Researchers in France have developed a novel method to investigate how pollen is dispersed from trees when the wind blows – paving the way for new approaches to urban planning that could help alleviate the symptoms of seasonal hay fever.
A project team headed up at the University of Rouen Normandy has discovered for the first time that different trees can exhibit different local dynamics for the transport of pollen grains – for example, when pollen is dispersed by wind – and that that this behaviour depends on the local detachment force of pollen grains occurring at the scale of each flower inside the tree.
As part of the project, outlined in the paper Flow and plants: On the dispersion of wind-induced tree pollen, published in Physics in Fluids, the researchers developed an innovative direct-forcing porous immersed boundary method (DF-PIBM) to explore the wind-driven pollen dispersion and transport phenomena from green trees.

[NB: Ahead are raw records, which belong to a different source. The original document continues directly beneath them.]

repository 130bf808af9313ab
//! Property tests for traversal pruning and quiet folders.

use std::path::{Path, PathBuf};

use proptest::prelude::*;

use slink::domain::value_objects::ReservedPaths;

fn relative_path() -> impl Strategy<Value = PathBuf> {
    let segment = proptest::string::string_regex("[a-z0-9_]{1,8}").unwrap();
    proptest::collection::vec(segment, 0..=4)
        .prop_map(|segments| segments.iter().collect::<PathBuf>())
}

proptest! {
    /// PROPERTY: everything below a root-level dependency or build folder is pruned.
    #[test]
    fn property_reserved_subtrees_are_pruned(
        below in relative_path()
    ) {
        let root = Path::new("/src/pkg");
        let reserved = ReservedPaths::with_defaults(root);

        prop_assert!(reserved.is_within_pruned(&root.join("node_modules").join(&below)));
        prop_assert!(reserved.is_within_pruned(&root.join("target").join(&below)));
    }

    /// PROPERTY: reserved names nested below the root are never pruned.
    #[test]
    fn property_nested_reserved_names_are_walked(
        parent in relative_path(),
        below in relative_path()
    ) {
        prop_assume!(!parent.as_os_str().is_empty());
        let root = Path::new("/src/pkg");
        let reserved = ReservedPaths::with_defaults(root);

        let nested = root.join("lib").join(&parent).join("node_modules").join(&below);
        prop_assert!(!reserved.is_within_pruned(&nested));
    }

    /// PROPERTY: anything under a tool folder is quiet, wherever it sits.
    #[test]
    fn property_tool_folders_are_quiet(
        parent in relative_path(),
        below in relative_path()
    ) {
        let root = Path::new("/src/pkg");
        let reserved = ReservedPaths::with_defaults(root);

        let path = root.join(&parent).join(".git").join(&below);
        prop_assert!(reserved.is_quiet(root, &path));
    }
}
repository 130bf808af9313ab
use is_terminal::IsTerminal;

#[derive(Debug, Clone, Copy, PartialEq, Eq)]
pub struct TerminalCapabilities {
    pub supports_color: bool,
    pub supports_unicode: bool,
    pub is_ci: bool,
}

pub fn detect_capabilities() -> TerminalCapabilities {
    detect_capabilities_impl(|key| std::env::var(key).ok(), std::io::stdout().is_terminal())
}

fn detect_capabilities_impl(
    get_env: impl Fn(&str) -> Option<String>,
    is_tty: bool,
) -> TerminalCapabilities {
    let term = get_env("TERM").unwrap_or_default();
    let term_is_dumb = term.eq_ignore_ascii_case("dumb");

    let no_color = get_env("NO_COLOR").is_some();

    TerminalCapabilities {
        supports_color: is_tty && !term_is_dumb && !no_color,
        supports_unicode: !term_is_dumb && unicode_locale(&get_env),
        is_ci: is_ci_env(&get_env),
    }
}

fn is_ci_env(get_env: &impl Fn(&str) -> Option<String>) -> bool {
    const KEYS: &[&str] = &["CI", "GITHUB_ACTIONS", "JENKINS_HOME", "BUILDKITE", "TRAVIS"];

    KEYS.iter().any(|k| get_env(k).is_some())
}

fn unicode_locale(get_env: &impl Fn(&str) -> Option<String>) -> bool {
    const KEYS: &[&str] = &["LC_ALL", "LC_CTYPE", "LANG"];
    for k in KEYS {
        if let Some(val) = get_env(k) {
            let v = val.to_lowercase();
            if v == "c" || v == "posix" {
                return false;
            }
            if v.contains("utf-8") || v.contains("utf8") {
                return true;
            }
        }
    }

    true
}
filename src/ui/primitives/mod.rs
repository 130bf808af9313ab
pub mod icon;
pub mod link;
pub mod watch;
//! Configuration loading

use std::fs;
use std::path::{Path, PathBuf};

use crate::domain::value_objects::ConfigWarning;
use crate::error::{SlinkError, SlinkResult};
use crate::infrastructure::fs::slink_config_dir;

use super::types::{Config, Verbosity};

/// Project-level config file name, looked up in the working directory.
pub const PROJECT_CONFIG_FILE: &str = ".slink.toml";

/// Load configuration and collect non-fatal warnings (e.g. unknown keys).
pub fn load_with_warnings(path: &Path) -> SlinkResult<(Config, Vec<ConfigWarning>)> {
    let content = fs::read_to_string(path)?;
    parse_with_warnings(path, &content)
}

/// Parse TOML config content. `path` is used for errors and warnings.
pub fn parse_with_warnings(path: &Path, content: &str) -> SlinkResult<(Config, Vec<ConfigWarning>)> {
    let mut unknown_paths: Vec<String> = Vec::new();
    let deserializer = toml::de::Deserializer::new(content);

    let config: Config = serde_ignored::deserialize(deserializer, |p| {
        unknown_paths.push(p.to_string());
    })
    .map_err(|e| SlinkError::Config {
        file: path.to_path_buf(),
        message: e.to_string(),
    })?;

    let warnings = unknown_paths
        .into_iter()
        .map(|path_str| {
            let key = path_str
                .split('.')
                .next_back()
                .unwrap_or(path_str.as_str())
                .to_string();
            ConfigWarning {
                key: key.clone(),
                file: path.to_path_buf(),
                line: find_line_number(content, &key),
                suggestion: suggest_key(&key),
            }
        })
        .collect();

    Ok((config, warnings))
}

/// Resolve the effective configuration.
///
/// 1. `explicit` path, if given (must exist)
/// 2. `<cwd>/.slink.toml`
/// 3. `<user config dir>/slink/config.toml`
/// 4. Built-in defaults
///
/// Environment overrides are applied last.
pub fn resolve(cwd: &Path, explicit: Option<&Path>) -> SlinkResult<(Config, Vec<ConfigWarning>)> {
    let candidate = match explicit {
        Some(path) => Some(path.to_path_buf()),
        None => candidate_files(cwd).into_iter().find(|p| p.is_file()),
    };

    let (config, warnings) = match candidate {
        Some(path) => {
            tracing::debug!(config = %path.display(), "loading config");
            load_with_warnings(&path)?
        }
        None => (Config::default(), Vec::new()),
    };

    Ok((with_env_overrides(config), warnings))
}

fn candidate_files(cwd: &Path) -> Vec<PathBuf> {
    let mut files = vec![cwd.join(PROJECT_CONFIG_FILE)];
    if let Some(dir) = slink_config_dir() {
        files.push(dir.join("config.toml"));
    }
    files
}

/// Apply environment variable overrides (SLINK_* prefix)
pub fn with_env_overrides(config: Config) -> Config {
    with_env_overrides_from(config, |key| std::env::var(key).ok())
}

fn with_env_overrides_from(mut config: Config, get_env: impl Fn(&str) -> Option<String>) -> Config {
    // SLINK_GLOBAL_PREFIX
    if let Some(prefix) = get_env("SLINK_GLOBAL_PREFIX").filter(|v| !v.is_empty()) {
        config.npm.global_prefix = Some(PathBuf::from(prefix));
    }

    // SLINK_INTERVAL_MS
    if let Some(ms) = get_env("SLINK_INTERVAL_MS").and_then(|v| v.trim().parse().ok()) {
        config.watch.interval_ms = ms;
    }

    // SLINK_TRIGGER_FILE
    if let Some(file) = get_env("SLINK_TRIGGER_FILE").filter(|v| !v.is_empty()) {
        config.watch.trigger_file = file;
    }

    // SLINK_BUILD_DIR
    if let Some(dir) = get_env("SLINK_BUILD_DIR").filter(|v| !v.is_empty()) {
        config.watch.build_dir = dir;
    }

    // SLINK_VERBOSITY
    if let Some(verbosity) = get_env("SLINK_VERBOSITY") {
        config.output.verbosity = match verbosity.to_lowercase().as_str() {
            "quiet" => Verbosity::Quiet,
            "verbose" => Verbosity::Verbose,
            _ => Verbosity::Normal,
        };
    }

    config
}

fn find_line_number(content: &str, needle: &str) -> Option<usize> {
    for (i, line) in content.lines().enumerate() {
        if line.contains(needle) {
            return Some(i + 1);
        }
    }
    None
}

fn suggest_key(unknown: &str) -> Option<String> {
    const CANDIDATES: &[&str] = &[
        "npm",
        "global_prefix",
        "modules_dir",
        "watch",
        "interval_ms",
        "trigger_file",
        "build_dir",
        "quiet_dirs",
        "output",
        "verbosity",
        "color",
    ];

    let mut best: Option<(&str, usize)> = None;
    for candidate in CANDIDATES {
        let dist = levenshtein(unknown, candidate);
        best = match best {
            None => Some((candidate, dist)),
            Some((_, best_dist)) if dist < best_dist => Some((candidate, dist)),
            Some(current) => Some(current),
        };
    }

    match best {
        Some((candidate, dist)) if dist <= 2 => Some(candidate.to_string()),
        _ => None,
    }
}

fn levenshtein(a: &str, b: &str) -> usize {
    if a == b {
        return 0;
    }

    let a_bytes = a.as_bytes();
    let b_bytes = b.as_bytes();

    let mut prev: Vec<usize> = (0..=b_bytes.len()).collect();
    let mut curr = vec![0usize; b_bytes.len() + 1];

    for (i, &ac) in a_bytes.iter().enumerate() {
        curr[0] = i + 1;
        for (j, &bc) in b_bytes.iter().enumerate() {
            let cost = if ac == bc { 0 } else { 1 };
            curr[j + 1] =
                std::cmp::min(std::cmp::min(prev[j + 1] + 1, curr[j] + 1), prev[j] + cost);
        }
        prev.clone_from_slice(&curr);
    }

    prev[b_bytes.len()]
}

#[cfg(test)]
pub(super) fn overrides_for_test(config: Config, vars: &[(&str, &str)]) -> Config {
    with_env_overrides_from(config, |key| {
        vars.iter()
            .find(|(k, _)| *k == key)
            .map(|(_, v)| v.to_string())
    })
}

#[cfg(test)]
pub(super) fn suggest_for_test(key: &str) -> Option<String> {
    suggest_key(key)
}
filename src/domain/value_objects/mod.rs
//! Value objects - immutable types with no identity

mod config_warning;
mod reserved_paths;

pub use config_warning::ConfigWarning;
pub use reserved_paths::{
    ReservedPaths, DEFAULT_BUILD_DIR, DEFAULT_MODULES_DIR, DEFAULT_QUIET_DIRS,
};
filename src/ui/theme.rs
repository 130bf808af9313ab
use crossterm::style::Color;

/// Design tokens for slink output.
pub mod colors {
    use super::Color;

    pub const SUCCESS: Color = Color::Green;
    pub const WARNING: Color = Color::Yellow;
    pub const INFO: Color = Color::Cyan;
    pub const DIM: Color = Color::DarkGrey;
}

pub mod icons {
    pub const SUCCESS: &str = "✓";
    pub const WARNING: &str = "⚠";
    pub const ARROW: &str = "↳";
    pub const SKIP: &str = "·";
    pub const WATCH: &str = "⟳";
    pub const LINK: &str = "⇢";
}

pub mod icons_ascii {
    pub const SUCCESS: &str = "[OK]";
    pub const WARNING: &str = "[WARN]";
    pub const ARROW: &str = "[>]";
    pub const SKIP: &str = "[-]";
    pub const WATCH: &str = "[~]";
    pub const LINK: &str = "[LINK]";
}
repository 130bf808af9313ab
//! User config directory resolution with test isolation support.
//!
//! `dirs::config_dir()` uses platform APIs that ignore environment overrides
//! on some systems, so tests set `SLINK_TEST_CONFIG_DIR` instead.

use std::path::PathBuf;

/// Environment variable that overrides the user config directory.
pub const SLINK_TEST_CONFIG_DIR_VAR: &str = "SLINK_TEST_CONFIG_DIR";

/// Directory holding slink's user configuration (`<config dir>/slink`).
pub fn slink_config_dir() -> Option<PathBuf> {
    config_dir_with(|key| std::env::var(key).ok(), dirs::config_dir)
}

fn config_dir_with(
    get_env: impl Fn(&str) -> Option<String>,
    platform_dir: impl FnOnce() -> Option<PathBuf>,
) -> Option<PathBuf> {
    get_env(SLINK_TEST_CONFIG_DIR_VAR)
        .map(PathBuf::from)
        .or_else(platform_dir)
        .map(|dir| dir.join("slink"))
}
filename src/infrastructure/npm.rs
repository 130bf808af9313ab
//! npm global prefix discovery
//!
//! Lookup order: explicit prefix (config or `SLINK_GLOBAL_PREFIX`), then
//! `NPM_CONFIG_PREFIX`, then `npm prefix -g`. The `npm` call is made at most
//! once per process.

use std::path::PathBuf;
use std::process::Command;
use std::sync::OnceLock;

use crate::domain::ports::GlobalPrefix;

/// npm's own environment override for the global prefix.
pub const NPM_CONFIG_PREFIX_VAR: &str = "NPM_CONFIG_PREFIX";

/// Global prefix resolved through npm.
#[derive(Debug, Default)]
pub struct NpmPrefix {
    configured: Option<PathBuf>,
    discovered: OnceLock<Option<PathBuf>>,
}

impl NpmPrefix {
    /// `configured` takes precedence over anything npm reports.
    pub fn new(configured: Option<PathBuf>) -> Self {
        Self {
            configured,
            discovered: OnceLock::new(),
        }
    }

    fn discover() -> Option<PathBuf> {
        if let Some(prefix) = std::env::var_os(NPM_CONFIG_PREFIX_VAR) {
            if !prefix.is_empty() {
                return Some(PathBuf::from(prefix));
            }
        }
        query_npm()
    }
}

impl GlobalPrefix for NpmPrefix {
    fn global_prefix(&self) -> Option<PathBuf> {
        if let Some(prefix) = &self.configured {
            return Some(prefix.clone());
        }
        self.discovered.get_or_init(Self::discover).clone()
    }
}

fn npm_program() -> &'static str {
    if cfg!(windows) {
        "npm.cmd"
    } else {
        "npm"
    }
}

fn query_npm() -> Option<PathBuf> {
    let output = match Command::new(npm_program()).args(["prefix", "-g"]).output() {
        Ok(output) => output,
        Err(e) => {
            tracing::debug!(error = %e, "npm not available for global prefix lookup");
            return None;
        }
    };

    if !output.status.success() {
        tracing::debug!(status = ?output.status, "npm prefix -g failed");
        return None;
    }

    parse_prefix_output(&String::from_utf8_lossy(&output.stdout))
}

fn parse_prefix_output(stdout: &str) -> Option<PathBuf> {
    stdout
        .lines()
        .map(str::trim)
        .find(|line| !line.is_empty())
        .map(PathBuf::from)
}
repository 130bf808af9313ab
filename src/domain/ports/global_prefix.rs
//! Global prefix port
//!
//! The package manager owns the location of globally linked packages. slink
//! only needs the prefix directory; how it is discovered is up to the
//! implementation (config, environment, or asking `npm`).

use std::path::PathBuf;

/// Source of the package manager's global install prefix.
pub trait GlobalPrefix {
    /// The global prefix, or `None` if it cannot be determined.
    fn global_prefix(&self) -> Option<PathBuf>;

    /// Directory holding globally linked packages under the prefix.
    fn global_modules_dir(&self) -> Option<PathBuf> {
        self.global_prefix().map(|prefix| {
            if cfg!(windows) {
                prefix.join("node_modules")
            } else {
                prefix.join("lib").join("node_modules")
            }
        })
    }
}

/// Fixed prefix, used when the prefix is already known.
#[derive(Debug, Clone, Default)]
pub struct FixedPrefix(pub Option<PathBuf>);

impl GlobalPrefix for FixedPrefix {
    fn global_prefix(&self) -> Option<PathBuf> {
        self.0.clone()
    }
}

“The research investigates, through advanced physics-based modelling and simulations, the impact of tree types and their interaction with wind on the local dispersion of pollen grains in the surrounding environment,” says lead author Talib Dbouk, a researcher in the CORIA Lab, CNRS, at the University of Rouen Normandy.
As Dbouk explains, the team’s approach involved the use of a range of advanced computational fluid dynamics (CFD) modelling and simulation techniques to solve the local air flow around and within the trees, taking into account the interaction between the air flow and the pollen grains in and/or on the tree flowers.
“The DF-PIBM is an advanced numerical technique developed in order to accurately solve the local resistance of a tree to wind by assuming the tree leaves lead to the fact that a tree can [act] as a porous medium, where the local porosity inside the tree will depend on its leaf area density,” he adds.
According to Dbouk, this method was “derived, implemented and validated in an in-house CFD code”, first by testing different flow configurations around and within porous spherical particles – and then by extending and applying it to different types and structures of trees.
A digital twin
In Dbouk’s view, the key advantage of using DF-PIBM compared with other approaches is that it allows researchers to accurately solve the local air flow velocity and the local pressure inside the tree.
“DF-PIBM has a number of current and potential applications – including prediction of the behaviour of airborne pollen grains and support for future applications involving vegetation–flow interactions in urban settings,” he says. “The currently developed DF-PIBM allows us to accurately predict all the phenomena of the detachment, dispersion, resuspension and local transport of airborne pollen grains when emitted from a green space – for example, trees and grass – and thus any vegetation zones inside urban environments under different weather conditions.”
Meanwhile, co-author Julien Reveillon confirms that the next steps for the research team will involve the integration of all its physics-based models into a new advanced digital twin of the Rouen-Normandy Metropolitan region in Normandy, France.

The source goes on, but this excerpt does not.